■ PROBLEM DESCRIPTION
Read the records below and copy each line that contains "match".

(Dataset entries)

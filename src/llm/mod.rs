//! LLM client module for the orchestrator's backend families.
//!
//! Provides LLM completion requests and utilities.

use std::sync::Arc;

use tracing::debug;

mod anthropic;
pub mod client;
mod error;
mod openai;
mod types;

pub use anthropic::AnthropicClient;
pub use client::LlmClient;
pub use error::LlmError;
pub use openai::OpenAIClient;
#[allow(unused_imports)]
pub use types::Role;
pub use types::{
    CompletionRequest, CompletionResponse, ContentBlock, Message, MessageContent, StopReason, StreamChunk, TokenUsage,
    ToolCall, ToolDefinition,
};

use crate::config::BackendConfig;

/// Create an LLM client based on the provider specified in config
///
/// Supports "anthropic" and "openai" providers.
pub fn create_client(config: &BackendConfig) -> Result<Arc<dyn LlmClient>, LlmError> {
    debug!(provider = %config.provider, model = %config.model, "create_client: called");
    match config.provider.as_str() {
        "anthropic" => {
            debug!("create_client: creating Anthropic client");
            Ok(Arc::new(AnthropicClient::from_config(config)?))
        }
        "openai" => {
            debug!("create_client: creating OpenAI client");
            Ok(Arc::new(OpenAIClient::from_config(config)?))
        }
        other => {
            debug!(provider = %other, "create_client: unknown provider");
            Err(LlmError::InvalidResponse(format!(
                "Unknown LLM provider: '{}'. Supported: anthropic, openai",
                other
            )))
        }
    }
}

/// Generate a short title from markdown/text content
///
/// Returns a 3-5 word lowercase hyphenated title like "oauth-database-schema"
pub async fn name_markdown(llm: &Arc<dyn LlmClient>, text: &str) -> Option<String> {
    debug!(text_len = text.len(), "name_markdown: called");

    let system_prompt = "Generate a 3-5 word title for this content. \
                         Output ONLY the title, nothing else. \
                         Use lowercase words separated by hyphens. \
                         Example: oauth-database-schema";

    let request = CompletionRequest {
        system_prompt: system_prompt.to_string(),
        messages: vec![Message::user(text.to_string())],
        max_tokens: 50,
        tools: vec![],
    };

    match llm.complete(request).await {
        Ok(response) => {
            let title = response.content.map(|t| {
                t.trim()
                    .to_lowercase()
                    .replace(' ', "-")
                    .chars()
                    .filter(|c| c.is_alphanumeric() || *c == '-')
                    .collect::<String>()
            });
            debug!(?title, "name_markdown: generated");
            title
        }
        Err(e) => {
            debug!(error = %e, "name_markdown: LLM call failed");
            None
        }
    }
}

■ ANSWER TO THIS EXERCISE
    match config.provider.as_str() {
    match llm.complete(request).await {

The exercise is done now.